1) Il Credo (nel quale l'ascolto psicoanalitico decifra quell'identificazione con il padre della preistoria individuale, che sarebbe alla base della capacità di avere senso) si è fondato nel corso della storia, in particolare quella cattolica, su linguaggi che si collocano a vicinanza sensoriale massima dall'esperienza amorosa. Sono i linguaggi delle arti a esplorare e praticare tale vicinanza con la parabola invisibile dell'Oggetto d'amore. La Chiesa come corpus mysticum è possibile solo come una chiesa di musica, pittura, poesia. Dove sono oggi le arti nella Chiesa? In altri tempi, i pensatori del cattolicesimo sapevano sentire e far sentire quella che Baltazar Gracian chiamava «l'intensa profondità delle parole»: le «ombre» e le «luci» di Newman. La verve detta "poetica", che trasforma in scrittura lo stanco codice della comunicazione usuale, sembra oggi estranea ai discorsi teologici.

2) La «grammatica» secondo Newman dettaglia l'«assenso» sul quale si fonda il legame Padre/Figlio, ma è la psicoanalisi a interpretare tale unificazione come un ciclo sublimatorio fatto di affetto, di desiderio e di amore del senso.
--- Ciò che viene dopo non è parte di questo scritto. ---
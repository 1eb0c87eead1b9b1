//! AST node kinds and child-use classification.

mod kinds;
mod operators;
mod use_kind;

pub use kinds::NodeKind;
pub use operators::{BinaryOp, UnaryOp};
pub use use_kind::UseKind;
La colpevolizzazione, la condanna e la repressione degli affetti e dei desideri, così come la minuziosa individuazione delle logiche degli «assensi», non potrebbero assicurare la sublimazione di quel legame che Newman definisce fatto di «lotte» e di «prove». 128Più delle altre scienze dell'uomo, la psicoanalisi e con essa le nuove espressioni artistiche sarebbero forse nichiliste e distruttrici o piuttosto sfide d'innovazione? All'ebraismo non sono mancati rabbini per far sentire che la tradizione si trasmette attraverso le rotture. E sono molti coloro che accolgono ora il cristianesimo come un compimento dell'ebraismo oltre la rottura. È venuto il momento di scommettere su un umanesimo che sia possibile solo a condizione di «transvalutare» (Nietzsche) la tradizione che lo precede. Approfondendo insistentemente l'analisi delle diverse versioni del bisogno di credere che continua a fondare il desiderio di sapere.